Jul 14, 2014

How to handle Year Wise Cubes in a Multiprovider


Applies to: Up to BI 7.0

Introduction

                 After the BW implementation is over in any client, the data from the Source systems will keep on extracting to BW system on a daily basis. The size of the data volume increases day by day incrementally. This fills up(accumulates) all our Infocubes what we have developed in our Data Mart Layer over a period of time. Then the question of maintenance will come into the picture. That's exactly, I am going to demonstrate about the steps and Strategy to handle it.

Disadvantages with the current Infocubes

  • Large data volumes in Cubes, which leads to higher administration efforts
  • Dropping and Creating indices takes longer times which can delay process chains
  • Aggregates Roll-up will be longer
  • Attribute Change run takes substantial time during Master data loads
  • Reporting performance will be a big question
  • Recreating Aggregates may require every now & then to meet reporting performance.
  • Initial Fill up will take substantial times to fill up new aggregates
  • Adhoc Querying during Year Ends will be tough, while fetching data from bigger Cubes/Aggregates

                 I am sharing my current Data Mart Layer which is under a Multiprovider. The Go-Live had happened in 2008.This tells you that the data is available from 2008 to till date in our Infocubes. Our implementation partner had created Year wise Cubes like below.

Yearwise MP.JPG

                This above Layer has been serving good so far. Because our data volume is able to adjust with the available cubes. Now the data volume has substantially hiked since 2012 on wards. The data volume is roughly around 13 Crores records in (2012 and 2013) Cube. The previous years data was also some big figure. We have other small cubes in the Multiprovider also. Hope you got the bottle neck situation now.

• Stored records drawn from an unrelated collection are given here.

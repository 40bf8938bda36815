pub mod navigation;
pub mod preflight;
pub mod session;
pub mod templates;
pub mod wizard;

#[cfg(test)]
mod testing;

pub use navigation::{BatchAction, BatchNavigator};
pub use preflight::{PreflightError, SUPPORTED_EXTENSIONS, UploadFile};
pub use session::{HttpImportSessions, ImportSessionApi, SessionError};
pub use templates::apply_template;
pub use wizard::{
    CompletedSession, ImportSettings, OpenSession, PreviewedSession, Progress, WizardController,
    WizardError, WizardState, WizardStep,
};
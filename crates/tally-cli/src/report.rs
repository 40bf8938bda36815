use std::fmt::Write;

use tally_import::BatchNavigator;
use tally_platform::{ImportPreviewResponse, ImportResult, RowValidationError, ValidationSummary};

/// Row errors shown per report before the rest are elided.
const MAX_REPORTED_ROWS: usize = 20;

pub fn summary_line(summary: &ValidationSummary) -> String {
    format!(
        "{} rows: {} valid, {} with errors ({} errors, {} warnings)",
        summary.total_rows,
        summary.valid_rows,
        summary.error_rows,
        summary.error_count,
        summary.warning_count
    )
}

fn error_line(error: &RowValidationError) -> String {
    let mut line = match error.field_name.as_deref() {
        Some(field) => format!("{field}: {}", error.message),
        None => error.message.clone(),
    };
    if let Some(value) = &error.current_value {
        let _ = write!(line, " (got {value})");
    }
    line
}

pub fn preview_report(preview: &ImportPreviewResponse) -> String {
    let mut out = String::new();
    if let Some(info) = &preview.batch_info {
        let _ = writeln!(out, "{}", BatchNavigator::describe(info));
    }
    let _ = writeln!(out, "{}", summary_line(&preview.validation_summary));

    let grouped = preview.errors_by_row();
    for (row, errors) in grouped.iter().take(MAX_REPORTED_ROWS) {
        for error in errors {
            let _ = writeln!(out, "  row {row}: {}", error_line(error));
        }
    }
    if grouped.len() > MAX_REPORTED_ROWS {
        let _ = writeln!(
            out,
            "  ... {} more rows with errors",
            grouped.len() - MAX_REPORTED_ROWS
        );
    }
    if !preview.can_proceed {
        let _ = writeln!(out, "import blocked by validation errors");
    }
    out
}

pub fn result_report(result: &ImportResult) -> String {
    let mut out = format!(
        "{} import {}: {} of {} rows imported, {} errors, {} skipped\n",
        result.model,
        result.status.as_str(),
        result.successful_rows,
        result.total_rows,
        result.error_rows,
        result.skipped_rows
    );
    for error in result.errors.iter().take(MAX_REPORTED_ROWS) {
        let row = error
            .row_number
            .map(|row| format!("row {row}"))
            .unwrap_or_else(|| "file".to_string());
        let _ = writeln!(out, "  {row}: {}", error_line(error));
    }
    if result.errors.len() > MAX_REPORTED_ROWS {
        let _ = writeln!(
            out,
            "  ... {} more errors",
            result.errors.len() - MAX_REPORTED_ROWS
        );
    }
    out
}
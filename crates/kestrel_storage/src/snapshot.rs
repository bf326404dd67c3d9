//! The snapshot tree: instance → partition → slice.
//!
//! An [`IndexSnapshot`] is an immutable, refcount-correct view of one index
//! instance at one timestamp. Cloning the tree bumps every slice-level
//! storage refcount; dropping it releases every reference exactly once.
//! Nothing in the tree points back at containers or maps; upward navigation
//! always goes through the instance and partition ids.

use std::collections::HashMap;
use std::time::{SystemTime, UNIX_EPOCH};

use kestrel_common::timestamp::TsVector;
use kestrel_common::types::{InstanceId, PartitionId, SliceId};

use crate::slice::SnapshotRef;

/// One slice's open storage snapshot inside the tree.
#[derive(Debug)]
pub struct SliceSnapshot {
    pub slice_id: SliceId,
    pub snap: SnapshotRef,
}

impl SliceSnapshot {
    pub fn new(slice_id: SliceId, snap: SnapshotRef) -> Self {
        SliceSnapshot { slice_id, snap }
    }

    fn clone_snapshot(&self) -> SliceSnapshot {
        SliceSnapshot {
            slice_id: self.slice_id,
            snap: self.snap.clone_ref(),
        }
    }
}

/// All slice snapshots of one partition.
#[derive(Debug)]
pub struct PartitionSnapshot {
    pub partition_id: PartitionId,
    pub slices: HashMap<SliceId, SliceSnapshot>,
}

impl PartitionSnapshot {
    pub fn new(partition_id: PartitionId) -> Self {
        PartitionSnapshot {
            partition_id,
            slices: HashMap::new(),
        }
    }

    fn clone_snapshot(&self) -> PartitionSnapshot {
        PartitionSnapshot {
            partition_id: self.partition_id,
            slices: self
                .slices
                .iter()
                .map(|(id, s)| (*id, s.clone_snapshot()))
                .collect(),
        }
    }
}

/// Readable snapshot of an index instance.
#[derive(Debug)]
pub struct IndexSnapshot {
    pub inst_id: InstanceId,
    pub ts: TsVector,
    pub partitions: HashMap<PartitionId, PartitionSnapshot>,
    /// True for the placeholder installed before the first flush.
    pub epoch: bool,
    pub snap_id: u64,
    pub creation_time: u64,
}

impl IndexSnapshot {
    pub fn new(
        inst_id: InstanceId,
        ts: TsVector,
        partitions: HashMap<PartitionId, PartitionSnapshot>,
        snap_id: u64,
    ) -> Self {
        IndexSnapshot {
            inst_id,
            ts,
            partitions,
            epoch: false,
            snap_id,
            creation_time: now_nanos(),
        }
    }

    /// Placeholder snapshot for an instance with no flushed data yet. The
    /// zero timestamp hashes to crc64 == 0.
    pub fn epoch(inst_id: InstanceId, ts: TsVector, snap_id: u64) -> Self {
        IndexSnapshot {
            inst_id,
            ts,
            partitions: HashMap::new(),
            epoch: true,
            snap_id,
            creation_time: now_nanos(),
        }
    }

    /// Deep clone of the tree, bumping every slice storage refcount.
    pub fn clone_snapshot(&self) -> IndexSnapshot {
        self.deep_clone(None)
    }

    /// Deep clone restricted to `keep` partitions when given. Every cloned
    /// slice snapshot takes one extra storage reference; partitions outside
    /// `keep` are not referenced by the clone at all.
    pub fn deep_clone(&self, keep: Option<&[PartitionId]>) -> IndexSnapshot {
        let partitions = self
            .partitions
            .iter()
            .filter(|(id, _)| match keep {
                None => true,
                Some(keep) => keep.contains(id),
            })
            .map(|(id, p)| (*id, p.clone_snapshot()))
            .collect();
        IndexSnapshot {
            inst_id: self.inst_id,
            ts: self.ts.clone(),
            partitions,
            epoch: self.epoch,
            snap_id: self.snap_id,
            creation_time: now_nanos(),
        }
    }

    pub fn partition_ids(&self) -> Vec<PartitionId> {
        let mut ids: Vec<PartitionId> = self.partitions.keys().copied().collect();
        ids.sort();
        ids
    }

    /// Total slice snapshots across all partitions.
    pub fn slice_count(&self) -> usize {
        self.partitions.values().map(|p| p.slices.len()).sum()
    }
}

fn now_nanos() -> u64 {
    SystemTime::now()
        .duration_since(UNIX_EPOCH)
        .map(|d| d.as_nanos() as u64)
        .unwrap_or(0)
}

#[cfg(test)]
mod tests {
    use super::*;
    use crate::mem::MemSlice;
    use crate::slice::Slice;
    use kestrel_common::timestamp::SnapshotType;
    use kestrel_common::types::KeyspaceId;

    async fn build_tree(num_partitions: u64) -> (Vec<std::sync::Arc<MemSlice>>, IndexSnapshot) {
        let mut slices = Vec::new();
        let mut partitions = HashMap::new();
        let mut ts = TsVector::new(KeyspaceId::new("b"), 1);
        ts.seqnos = vec![5];
        ts.snap_type = SnapshotType::Disk;

        for p in 0..num_partitions {
            let slice = MemSlice::new(SliceId(p));
            let info = slice.new_snapshot(&ts, true).await.unwrap();
            let h = slice.open_snapshot(&info).await.unwrap();
            let mut ps = PartitionSnapshot::new(PartitionId(p));
            ps.slices
                .insert(SliceId(p), SliceSnapshot::new(SliceId(p), h));
            partitions.insert(PartitionId(p), ps);
            slices.push(slice);
        }
        let is = IndexSnapshot::new(InstanceId(1), ts, partitions, 1);
        (slices, is)
    }

    #[tokio::test]
    async fn test_clone_bumps_every_slice_ref() {
        let (slices, is) = build_tree(3).await;
        for s in &slices {
            assert_eq!(s.total_snapshot_refs(), 1);
        }
        let clone = is.clone_snapshot();
        for s in &slices {
            assert_eq!(s.total_snapshot_refs(), 2);
        }
        drop(clone);
        for s in &slices {
            assert_eq!(s.total_snapshot_refs(), 1);
        }
    }

    #[tokio::test]
    async fn test_drop_releases_every_ref_exactly_once() {
        let (slices, is) = build_tree(2).await;
        drop(is);
        for s in &slices {
            assert_eq!(s.total_snapshot_refs(), 0);
        }
    }

    #[tokio::test]
    async fn test_pruned_clone_references_only_kept_partitions() {
        let (slices, is) = build_tree(3).await;
        let clone = is.deep_clone(Some(&[PartitionId(0), PartitionId(2)]));
        assert_eq!(clone.partition_ids(), vec![PartitionId(0), PartitionId(2)]);
        assert_eq!(slices[0].total_snapshot_refs(), 2);
        assert_eq!(slices[1].total_snapshot_refs(), 1);
        assert_eq!(slices[2].total_snapshot_refs(), 2);
        drop(clone);
        drop(is);
        for s in &slices {
            assert_eq!(s.total_snapshot_refs(), 0);
        }
    }

    #[tokio::test]
    async fn test_empty_keep_set_clones_no_partitions() {
        let (slices, is) = build_tree(2).await;
        let clone = is.deep_clone(Some(&[]));
        assert!(clone.partitions.is_empty());
        for s in &slices {
            assert_eq!(s.total_snapshot_refs(), 1);
        }
    }

    #[test]
    fn test_epoch_snapshot_has_zero_crc() {
        let ts = TsVector::new(KeyspaceId::new("b"), 4);
        let is = IndexSnapshot::epoch(InstanceId(9), ts, 0);
        assert!(is.epoch);
        assert_eq!(is.ts.crc64, 0);
        assert!(is.partitions.is_empty());
    }
}
//! Current-seqnos fetch for session consistency.
//!
//! A session-consistent scan must reach the upstream's position at request
//! arrival; the dispatcher asks this provider for the current per-vb sequence
//! numbers and plans the request against the resulting timestamp.

use std::time::Duration;

use async_trait::async_trait;

use kestrel_common::error::ClusterError;
use kestrel_common::timestamp::TsVector;
use kestrel_common::types::KeyspaceId;
use kestrel_common::KestrelResult;

use crate::admin::ClusterManager;

#[async_trait]
pub trait SeqnoProvider: Send + Sync {
    /// The upstream's current sequence numbers for every vb of `keyspace`.
    async fn current_seqnos(&self, keyspace: &KeyspaceId, num_vbuckets: usize)
        -> KestrelResult<TsVector>;
}

pub struct HttpSeqnoProvider {
    manager: ClusterManager,
    retries: u32,
}

impl HttpSeqnoProvider {
    pub fn new(manager: ClusterManager, retries: u32) -> Self {
        HttpSeqnoProvider { manager, retries }
    }
}

/// Decode a seqnos response body (`[seq0, seq1, ...]`).
pub fn parse_seqnos(body: &str, keyspace: &KeyspaceId, num_vbuckets: usize) -> KestrelResult<TsVector> {
    let seqnos: Vec<u64> = serde_json::from_str(body)
        .map_err(|e| ClusterError::UpstreamUnavailable(format!("seqnos decode: {e}")))?;
    if seqnos.len() != num_vbuckets {
        return Err(ClusterError::UpstreamUnavailable(format!(
            "seqnos response has {} vbs, expected {num_vbuckets}",
            seqnos.len()
        ))
        .into());
    }
    let mut ts = TsVector::new(keyspace.clone(), num_vbuckets);
    ts.seqnos = seqnos;
    Ok(ts)
}

#[async_trait]
impl SeqnoProvider for HttpSeqnoProvider {
    async fn current_seqnos(
        &self,
        keyspace: &KeyspaceId,
        num_vbuckets: usize,
    ) -> KestrelResult<TsVector> {
        let bucket = keyspace.bucket().to_string();
        let mut last_err = None;
        for attempt in 1..=self.retries.max(1) {
            match self
                .manager
                .get_raw(&format!("pools/default/buckets/{bucket}/seqnos"))
                .await
            {
                Ok(body) => return parse_seqnos(&body, keyspace, num_vbuckets),
                Err(e) => {
                    tracing::warn!(bucket, attempt, error = %e, "seqnos fetch failed");
                    last_err = Some(e);
                    tokio::time::sleep(Duration::from_millis(100)).await;
                }
            }
        }
        Err(last_err.unwrap_or_else(|| {
            ClusterError::UpstreamUnavailable("seqnos fetch exhausted retries".into()).into()
        }))
    }
}

#[cfg(test)]
mod tests {
    use super::*;

    #[test]
    fn test_parse_seqnos() {
        let ts = parse_seqnos("[5,9,0,12]", &KeyspaceId::new("travel"), 4).unwrap();
        assert_eq!(ts.seqnos, vec![5, 9, 0, 12]);
        assert_eq!(ts.vbuuids, vec![0, 0, 0, 0]);
    }

    #[test]
    fn test_parse_seqnos_wrong_width() {
        assert!(parse_seqnos("[1,2]", &KeyspaceId::new("travel"), 4).is_err());
    }
}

                I have proposed a solution to overcome above mentioned all disadvantages. Archiving is not possible in my case as it is against our management policy. But we are trying our best to convince the management to get the approvals . So I have made a proposal to organize all years data as per the extent of usage. You could see "Very Less usage" and "Mostly Used in Trend Analysis" in the above figure for your understanding.

                Strategy 1 :
I have proposed to club the older years cubes by keeping the extent of usage in mind. Usually we do Trend Analysis by considering Last Year and Current year figures. Some companies may go with last 3 years also, depends up on the client's requirement.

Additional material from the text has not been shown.